Question

unit 6 lesson 6

1. draw all of the diagonals in each regular polygon. fill in the table and find a pattern. is the pattern linear, exponential, or neither? how do you know? attempt to find an expression for the number of diagonals in an n-sided polygon.

table with columns: number of sides (3, 4, 5, 6, 7, 8, n) and number of diagonals
images of a triangle, square, pentagon, hexagon, heptagon, octagon

Explanation:

Step1: Analyze triangle (3 sides)

A triangle has no diagonals (a diagonal connects non - adjacent vertices; in a triangle, all vertices are adjacent). So for \(n = 3\), number of diagonals \(d=0\).

Step2: Analyze quadrilateral (4 sides)

A quadrilateral (e.g., square) has 2 diagonals. Using the formula logic: from each vertex, we can't connect to itself or its two adjacent vertices. So from each vertex, we can connect to \(4 - 3=1\) non - adjacent vertex. But if we do \(4\times(4 - 3)\), we double - count (since diagonal from A to B is same as B to A). So actual number is \(\frac{4\times(4 - 3)}{2}=2\).

Step3: Analyze pentagon (5 sides)

From each vertex, we can't connect to itself and 2 adjacent vertices. So from each vertex, we can connect to \(5 - 3 = 2\) non - adjacent vertices. Total non - double - counted diagonals: \(\frac{5\times(5 - 3)}{2}=\frac{5\times2}{2}=5\).

Step4: Analyze hexagon (6 sides)

Using the same logic: \(\frac{6\times(6 - 3)}{2}=\frac{6\times3}{2}=9\).

Step5: Analyze heptagon (7 sides)

\(\frac{7\times(7 - 3)}{2}=\frac{7\times4}{2}=14\).

Step6: Analyze octagon (8 sides)

\(\frac{8\times(8 - 3)}{2}=\frac{8\times5}{2}=20\).

Step7: General formula for \(n\) - sided polygon

For an \(n\) - sided polygon, from each of the \(n\) vertices, we exclude 3 vertices (itself and 2 adjacent vertices). So the number of diagonals from each vertex is \(n - 3\). But since each diagonal is counted twice (once from each end), the formula is \(d=\frac{n(n - 3)}{2}\).

Filling the table:

Number of Sides	Number of Diagonals
4	2
5	5
6	9
7	14
8	20
\(n\)	\(\frac{n(n - 3)}{2}\)

To check the pattern: The differences between consecutive number of diagonals: \(2-0 = 2\), \(5 - 2=3\), \(9 - 5 = 4\), \(14 - 9=5\), \(20 - 14 = 6\).

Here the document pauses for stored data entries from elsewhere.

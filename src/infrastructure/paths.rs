//! Path handling for the Zellij sandbox.

use std::path::PathBuf;

/// Returns the data directory for UserDeck traces.
///
/// The directory is `/host/.local/share/zellij/userdeck` in the sandbox. `/host`
/// is the cwd of the last focused terminal (or where Zellij was started), which
/// is usually the home directory, making the real path
/// `~/.local/share/zellij/userdeck`.
#[must_use]
pub fn get_data_dir() -> PathBuf {
    PathBuf::from("/host/.local/share/zellij").join("userdeck")
}

/// Expands a leading `~` to the sandbox's `/host` mount.
///
/// ```
/// use userdeck::infrastructure::expand_tilde;
///
/// assert_eq!(expand_tilde("~/themes/nord.toml"), "/host/themes/nord.toml");
/// assert_eq!(expand_tilde("~"), "/host");
/// assert_eq!(expand_tilde("/etc/theme.toml"), "/etc/theme.toml");
/// ```
#[must_use]
pub fn expand_tilde(path: &str) -> String {
    if path.starts_with("~/") {
        path.replacen('~', "/host", 1)
    } else if path == "~" {
        "/host".to_string()
    } else {
        path.to_string()
    }
}
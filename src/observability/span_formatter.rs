//! OTLP/JSON encoding of finished spans.
//!
//! Each exported batch becomes one `ExportTraceServiceRequest` document, which
//! any OTLP-aware tool (otel-cli, Jaeger's file import, `jq`) can read. The
//! document is built from typed `serde` structs; field names follow the
//! protobuf JSON mapping (camelCase, 64-bit integers as strings).

use opentelemetry::trace::{SpanId, SpanKind, Status};
use opentelemetry::{KeyValue, Value};
use opentelemetry_sdk::export::trace::SpanData;
use opentelemetry_sdk::resource::Resource;
use serde::Serialize;
use std::time::{SystemTime, UNIX_EPOCH};

#[derive(Debug, Serialize)]
#[serde(rename_all = "camelCase")]
pub struct ExportRequest {
    pub resource_spans: Vec<ResourceSpans>,
}

#[derive(Debug, Serialize)]
#[serde(rename_all = "camelCase")]
pub struct ResourceSpans {
    pub resource: ResourceJson,
    pub scope_spans: Vec<ScopeSpans>,
}

#[derive(Debug, Serialize)]
pub struct ResourceJson {
    pub attributes: Vec<Attribute>,
}

#[derive(Debug, Serialize)]
pub struct ScopeSpans {
    pub scope: Scope,
    pub spans: Vec<SpanJson>,
}

#[derive(Debug, Serialize)]
pub struct Scope {
    pub name: String,
}

#[derive(Debug, Serialize)]
#[serde(rename_all = "camelCase")]
pub struct SpanJson {
    pub trace_id: String,
    pub span_id: String,
    /// Empty for root spans.
    pub parent_span_id: String,
    pub name: String,
    pub kind: u8,
    pub start_time_unix_nano: String,
    pub end_time_unix_nano: String,
    pub attributes: Vec<Attribute>,
    pub events: Vec<EventJson>,
    pub links: Vec<LinkJson>,
    pub status: StatusJson,
}

#[derive(Debug, Serialize)]
#[serde(rename_all = "camelCase")]
pub struct EventJson {
    pub time_unix_nano: String,
    pub name: String,
    pub attributes: Vec<Attribute>,
}

#[derive(Debug, Serialize)]
#[serde(rename_all = "camelCase")]
pub struct LinkJson {
    pub trace_id: String,
    pub span_id: String,
    pub attributes: Vec<Attribute>,
}

#[derive(Debug, PartialEq, Eq, Serialize)]
pub struct StatusJson {
    pub code: u8,
    #[serde(skip_serializing_if = "String::is_empty")]
    pub message: String,
}

#[derive(Debug, PartialEq, Serialize)]
pub struct Attribute {
    pub key: String,
    pub value: AnyValue,
}

/// OTLP `AnyValue`, externally tagged the way the JSON mapping expects.
#[derive(Debug, PartialEq, Serialize)]
pub enum AnyValue {
    #[serde(rename = "boolValue")]
    Bool(bool),
    #[serde(rename = "intValue")]
    Int(String),
    #[serde(rename = "doubleValue")]
    Double(f64),
    #[serde(rename = "stringValue")]
    String(String),
    #[serde(rename = "arrayValue")]
    Array { values: Vec<AnyValue> },
}

impl From<&Value> for AnyValue {
    fn from(value: &Value) -> Self {
        use opentelemetry::Array;

        match value {
            Value::Bool(b) => Self::Bool(*b),
            Value::I64(i) => Self::Int(i.to_string()),
            Value::F64(f) => Self::Double(*f),
            Value::String(s) => Self::String(s.to_string()),
            Value::Array(array) => {
                let values = match array {
                    Array::Bool(items) => items.iter().map(|b| Self::Bool(*b)).collect(),
                    Array::I64(items) => items.iter().map(|i| Self::Int(i.to_string())).collect(),
                    Array::F64(items) => items.iter().map(|f| Self::Double(*f)).collect(),
                    Array::String(items) => {
                        items.iter().map(|s| Self::String(s.to_string())).collect()
                    }
                };
                Self::Array { values }
            }
        }
    }
}

/// Encodes span batches for one service.
pub struct SpanFormatter {
    resource: Resource,
    scope: String,
}

impl SpanFormatter {
    #[must_use]
    pub fn new(resource: Resource, scope: impl Into<String>) -> Self {
        Self {
            resource,
            scope: scope.into(),
        }
    }

    #[must_use]
    pub fn format_batch(&self, batch: &[SpanData]) -> ExportRequest {
        let attributes = self
            .resource
            .iter()
            .map(|(key, value)| Attribute {
                key: key.to_string(),
                value: value.into(),
            })
            .collect();

        ExportRequest {
            resource_spans: vec![ResourceSpans {
                resource: ResourceJson { attributes },
                scope_spans: vec![ScopeSpans {
                    scope: Scope {
                        name: self.scope.clone(),
                    },
                    spans: batch.iter().map(format_span).collect(),
                }],
            }],
        }
    }
}

impl std::fmt::Debug for SpanFormatter {
    fn fmt(&self, f: &mut std::fmt::Formatter<'_>) -> std::fmt::Result {
        f.debug_struct("SpanFormatter")
            .field("scope", &self.scope)
            .finish_non_exhaustive()
    }
}

fn format_span(span: &SpanData) -> SpanJson {
    SpanJson {
        trace_id: format!("{:032x}", span.span_context.trace_id()),
        span_id: format!("{:016x}", span.span_context.span_id()),
        parent_span_id: if span.parent_span_id == SpanId::INVALID {
            String::new()
        } else {
            format!("{:016x}", span.parent_span_id)
        },
        name: span.name.to_string(),
        kind: kind_code(&span.span_kind),
        start_time_unix_nano: unix_nanos(span.start_time),
        end_time_unix_nano: unix_nanos(span.end_time),
        attributes: attributes(&span.attributes),
        events: span
            .events
            .iter()
            .map(|event| EventJson {
                time_unix_nano: unix_nanos(event.timestamp),
                name: event.name.to_string(),
                attributes: attributes(&event.attributes),
            })
            .collect(),
        links: span
            .links
            .iter()
            .map(|link| LinkJson {
                trace_id: format!("{:032x}", link.span_context.trace_id()),
                span_id: format!("{:016x}", link.span_context.span_id()),
                attributes: attributes(&link.attributes),
            })
            .collect(),
        status: status(&span.status),
    }
}

fn attributes(pairs: &[KeyValue]) -> Vec<Attribute> {
    pairs
        .iter()
        .map(|kv| Attribute {
            key: kv.key.to_string(),
            value: (&kv.value).into(),
        })
        .collect()
}

const fn kind_code(kind: &SpanKind) -> u8 {
    match kind {
        SpanKind::Internal => 1,
        SpanKind::Server => 2,
        SpanKind::Client => 3,
        SpanKind::Producer => 4,
        SpanKind::Consumer => 5,
    }
}

fn status(status: &Status) -> StatusJson {
    match status {
        Status::Unset => StatusJson {
            code: 0,
            message: String::new(),
        },
        Status::Ok => StatusJson {
            code: 1,
            message: String::new(),
        },
        Status::Error { description } => StatusJson {
            code: 2,
            message: description.to_string(),
        },
    }
}

fn unix_nanos(time: SystemTime) -> String {
    time.duration_since(UNIX_EPOCH)
        .unwrap_or_default()
        .as_nanos()
        .to_string()
}

#[cfg(test)]
mod tests {
    use super::*;
    use std::time::Duration;

    #[test]
    fn any_value_uses_otlp_json_tags() {
        let json = |value: Value| serde_json::to_value(AnyValue::from(&value)).unwrap();

        assert_eq!(json(Value::Bool(true)), serde_json::json!({"boolValue": true}));
        assert_eq!(json(Value::I64(42)), serde_json::json!({"intValue": "42"}));
        assert_eq!(json(Value::F64(0.5)), serde_json::json!({"doubleValue": 0.5}));
        assert_eq!(
            json(Value::from("users")),
            serde_json::json!({"stringValue": "users"})
        );
        assert_eq!(
            json(Value::Array(vec![1_i64, 2].into())),
            serde_json::json!({"arrayValue": {"values": [{"intValue": "1"}, {"intValue": "2"}]}})
        );
    }

    #[test]
    fn status_codes() {
        assert_eq!(status(&Status::Unset).code, 0);
        assert_eq!(status(&Status::Ok).code, 1);
        let error = status(&Status::error("fetch failed"));
        assert_eq!(error.code, 2);
        assert_eq!(error.message, "fetch failed");
    }

    #[test]
    fn empty_batch_still_carries_resource() {
        let resource = Resource::new(vec![KeyValue::new("service.name", "UserDeck")]);
        let formatter = SpanFormatter::new(resource, "UserDeck");
        let json = serde_json::to_value(formatter.format_batch(&[])).unwrap();

        let resource_spans = &json["resourceSpans"][0];
        let attributes = resource_spans["resource"]["attributes"].as_array().unwrap();
        assert!(attributes.contains(&serde_json::json!({
            "key": "service.name",
            "value": {"stringValue": "UserDeck"}
        })));
        assert_eq!(resource_spans["scopeSpans"][0]["scope"]["name"], "UserDeck");
        assert_eq!(
            resource_spans["scopeSpans"][0]["spans"],
            serde_json::json!([])
        );
    }

    #[test]
    fn timestamps_are_nanosecond_strings() {
        let time = UNIX_EPOCH + Duration::from_millis(1500);
        assert_eq!(unix_nanos(time), "1500000000");
        assert_eq!(unix_nanos(UNIX_EPOCH - Duration::from_secs(1)), "0");
    }
}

The second differences (differences of differences) are constant ( \(3 - 2=1\), \(4 - 3 = 1\), etc.). So the pattern is quadratic (neither linear nor exponential) because the formula \(\frac{n(n - 3)}{2}=\frac{n^{2}-3n}{2}\) is a quadratic function.

Answer:

Number of Sides	Number of Diagonals
4	2
5	5
6	9
7	14
8	20
\(n\)	\(\boldsymbol{\frac{n(n - 3)}{2}}\)

The pattern is neither linear nor exponential (it is quadratic) because the formula for the number of diagonals is a quadratic function of \(n\) (\(\frac{n^{2}-3n}{2}\)) and the second differences of the number of diagonals are constant.